Constable's naturalism was also to fully understand the laws and dynamics that governed nature. Constable abolished the idea of landscape painting as a mere imitation of nature, as the artist's aim was to tend to discover the spirit of nature itself, going beyond its outward appearance.

To penetrate into the meanderings of it, into all that lies beneath its surface, was meant to get in touch with nature, to understand it in all its extraordinariness and to make oneself a participant in the creative impulse.

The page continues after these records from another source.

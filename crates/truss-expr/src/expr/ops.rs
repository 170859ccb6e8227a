//! Operator overloads and comparison builders.
//!
//! Arithmetic over variables, expressions, and scalars produces
//! expressions; the `eq`/`ge`/`le` builders produce constraints with
//! required strength (soften with [`Constraint::with_strength`]).

use crate::expr::constraint::{Constraint, Relation};
use crate::expr::core::LinearExpr;
use crate::strength::Strength;
use crate::variable::Variable;

impl From<&Variable> for LinearExpr {
    fn from(v: &Variable) -> Self {
        LinearExpr::from_variable(v)
    }
}

impl From<f64> for LinearExpr {
    fn from(constant: f64) -> Self {
        LinearExpr::from_constant(constant)
    }
}

// ── Comparison builders ─────────────────────────────────────

impl LinearExpr {
    pub fn eq_scalar(&self, rhs: f64) -> Constraint {
        Constraint::new(self.plus_constant(-rhs), Relation::Equal, Strength::Required)
    }

    pub fn ge_scalar(&self, rhs: f64) -> Constraint {
        Constraint::new(
            self.plus_constant(-rhs),
            Relation::GreaterOrEqual,
            Strength::Required,
        )
    }

    pub fn le_scalar(&self, rhs: f64) -> Constraint {
        Constraint::new(
            self.plus_constant(-rhs),
            Relation::LessOrEqual,
            Strength::Required,
        )
    }

    pub fn eq_expr(&self, rhs: &LinearExpr) -> Constraint {
        Constraint::new(self.minus(rhs), Relation::Equal, Strength::Required)
    }

    pub fn ge_expr(&self, rhs: &LinearExpr) -> Constraint {
        Constraint::new(self.minus(rhs), Relation::GreaterOrEqual, Strength::Required)
    }

    pub fn le_expr(&self, rhs: &LinearExpr) -> Constraint {
        Constraint::new(self.minus(rhs), Relation::LessOrEqual, Strength::Required)
    }
}

impl Variable {
    pub fn eq_scalar(&self, rhs: f64) -> Constraint {
        LinearExpr::from_variable(self).eq_scalar(rhs)
    }

    pub fn ge_scalar(&self, rhs: f64) -> Constraint {
        LinearExpr::from_variable(self).ge_scalar(rhs)
    }

    pub fn le_scalar(&self, rhs: f64) -> Constraint {
        LinearExpr::from_variable(self).le_scalar(rhs)
    }

    pub fn eq_expr(&self, rhs: &LinearExpr) -> Constraint {
        LinearExpr::from_variable(self).eq_expr(rhs)
    }

    pub fn ge_expr(&self, rhs: &LinearExpr) -> Constraint {
        LinearExpr::from_variable(self).ge_expr(rhs)
    }

    pub fn le_expr(&self, rhs: &LinearExpr) -> Constraint {
        LinearExpr::from_variable(self).le_expr(rhs)
    }
}

// ── Expression arithmetic ───────────────────────────────────

impl std::ops::Add for LinearExpr {
    type Output = LinearExpr;

    fn add(self, rhs: LinearExpr) -> Self::Output {
        self.plus(&rhs)
    }
}

impl std::ops::Add<Variable> for LinearExpr {
    type Output = LinearExpr;

    fn add(self, rhs: Variable) -> Self::Output {
        self.plus_term(&rhs, 1.0)
    }
}

impl std::ops::Add<f64> for LinearExpr {
    type Output = LinearExpr;

    fn add(self, rhs: f64) -> Self::Output {
        self.plus_constant(rhs)
    }
}

impl std::ops::Sub for LinearExpr {
    type Output = LinearExpr;

    fn sub(self, rhs: LinearExpr) -> Self::Output {
        self.minus(&rhs)
    }
}

impl std::ops::Sub<Variable> for LinearExpr {
    type Output = LinearExpr;

    fn sub(self, rhs: Variable) -> Self::Output {
        self.plus_term(&rhs, -1.0)
    }
}

impl std::ops::Sub<f64> for LinearExpr {
    type Output = LinearExpr;

    fn sub(self, rhs: f64) -> Self::Output {
        self.plus_constant(-rhs)
    }
}

impl std::ops::Mul<f64> for LinearExpr {
    type Output = LinearExpr;

    fn mul(self, rhs: f64) -> Self::Output {
        self.scale(rhs)
    }
}

impl std::ops::Div<f64> for LinearExpr {
    type Output = LinearExpr;

    fn div(self, rhs: f64) -> Self::Output {
        LinearExpr::div(&self, rhs)
    }
}

impl std::ops::Neg for LinearExpr {
    type Output = LinearExpr;

    fn neg(self) -> Self::Output {
        self.negate()
    }
}

// ── Variable arithmetic ─────────────────────────────────────

impl std::ops::Add for Variable {
    type Output = LinearExpr;

    fn add(self, rhs: Variable) -> Self::Output {
        LinearExpr::from_variable(&self).plus_term(&rhs, 1.0)
    }
}

impl std::ops::Add<LinearExpr> for Variable {
    type Output = LinearExpr;

    fn add(self, rhs: LinearExpr) -> Self::Output {
        rhs.plus_term(&self, 1.0)
    }
}

impl std::ops::Add<f64> for Variable {
    type Output = LinearExpr;

    fn add(self, rhs: f64) -> Self::Output {
        LinearExpr::from_variable(&self).plus_constant(rhs)
    }
}

impl std::ops::Sub for Variable {
    type Output = LinearExpr;

    fn sub(self, rhs: Variable) -> Self::Output {
        LinearExpr::from_variable(&self).plus_term(&rhs, -1.0)
    }
}

impl std::ops::Sub<LinearExpr> for Variable {
    type Output = LinearExpr;

    fn sub(self, rhs: LinearExpr) -> Self::Output {
        LinearExpr::from_variable(&self).minus(&rhs)
    }
}

impl std::ops::Sub<f64> for Variable {
    type Output = LinearExpr;

    fn sub(self, rhs: f64) -> Self::Output {
        LinearExpr::from_variable(&self).plus_constant(-rhs)
    }
}

impl std::ops::Mul<f64> for Variable {
    type Output = LinearExpr;

    fn mul(self, rhs: f64) -> Self::Output {
        LinearExpr::term(self, rhs)
    }
}

impl std::ops::Div<f64> for Variable {
    type Output = LinearExpr;

    fn div(self, rhs: f64) -> Self::Output {
        LinearExpr::term(self, 1.0 / rhs)
    }
}

impl std::ops::Neg for Variable {
    type Output = LinearExpr;

    fn neg(self) -> Self::Output {
        LinearExpr::term(self, -1.0)
    }
}

impl std::ops::Mul<Variable> for f64 {
    type Output = LinearExpr;

    fn mul(self, rhs: Variable) -> Self::Output {
        LinearExpr::term(rhs, self)
    }
}

impl std::ops::Mul<LinearExpr> for f64 {
    type Output = LinearExpr;

    fn mul(self, rhs: LinearExpr) -> Self::Output {
        rhs.scale(self)
    }
}

#[cfg(test)]
#[allow(clippy::float_cmp)]
mod tests {
    use crate::expr::constraint::Relation;
    use crate::expr::core::LinearExpr;
    use crate::strength::Strength;
    use crate::variable::Variable;

    #[test]
    fn arithmetic_builds_expressions() {
        let x = Variable::new("x");
        let y = Variable::new("y");
        let e = x.clone() * 2.0 + y.clone() - 3.0;
        assert_eq!(e.coefficient_for(&x), 2.0);
        assert_eq!(e.coefficient_for(&y), 1.0);
        assert_eq!(e.constant(), -3.0);
    }

    #[test]
    fn scalar_on_the_left() {
        let x = Variable::new("x");
        let e = 4.0 * x.clone();
        assert_eq!(e.coefficient_for(&x), 4.0);
    }

    #[test]
    fn neg_and_div() {
        let x = Variable::new("x");
        let e = -(x.clone()) + 1.0;
        assert_eq!(e.coefficient_for(&x), -1.0);
        let half = x.clone() / 2.0;
        assert_eq!(half.coefficient_for(&x), 0.5);
    }

    #[test]
    fn ge_scalar_moves_rhs_into_constant() {
        let x = Variable::new("x");
        let c = x.ge_scalar(2.0);
        assert_eq!(c.relation(), Relation::GreaterOrEqual);
        assert_eq!(c.expr().constant(), -2.0);
        assert_eq!(c.strength(), Strength::Required);
    }

    #[test]
    fn eq_expr_collects_both_sides() {
        // y = x + 2  =>  y - x - 2 = 0
        let x = Variable::new("x");
        let y = Variable::new("y");
        let c = y.eq_expr(&(x.clone() + 2.0));
        assert_eq!(c.relation(), Relation::Equal);
        assert_eq!(c.expr().coefficient_for(&y), 1.0);
        assert_eq!(c.expr().coefficient_for(&x), -1.0);
        assert_eq!(c.expr().constant(), -2.0);
    }

    #[test]
    fn le_expr_normalizes() {
        // x <= y  =>  y - x >= 0
        let x = Variable::new("x");
        let y = Variable::new("y");
        let c = x.le_expr(&LinearExpr::from_variable(&y));
        assert_eq!(c.relation(), Relation::GreaterOrEqual);
        assert_eq!(c.expr().coefficient_for(&x), -1.0);
        assert_eq!(c.expr().coefficient_for(&y), 1.0);
    }
}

Only in this way could one go beyond mere imitation, coming to create like nature itself. In his paintings, therefore, there is not so much contemplation as the artist's adherence to and identification with the natural landscape.

John Constable's Works

Boat under construction (1815);
Weymouth Bay: Bowleaze Cove and Jordon Hill (1816-17);
Flatford Mill (1816);
Salisbury Cathedral and Leadenhall as seen from the Avon River (1820);
Dedham Lock (1820);
The Hay Wagon (The Hay Wain, 1821);
The Cornfield (The Cornfield, 1826);
Chain Pier, Brighton (1827);
Salisbury Cathedral as seen from the fields (Salisbury Cathedral from the Meadows, 1829);
The Cenotaph (Cenotaph to the Memory of Sir Joshua Reynolds, 1836);
Dedham Vale, (1828);
Salisbury Cathedral, (Salisbury Cathedral, 1825);
Salisbury Cathedral as seen from the Bishop's Grounds (Salisbury cathedral from the Bishop's Grounds, 1823);
Brighton Beach with Colliers (1824);
Boat building at Flatford Mill (Bootsbau in Flatford, 1815).
Study of Clouds at Hampstead (1821).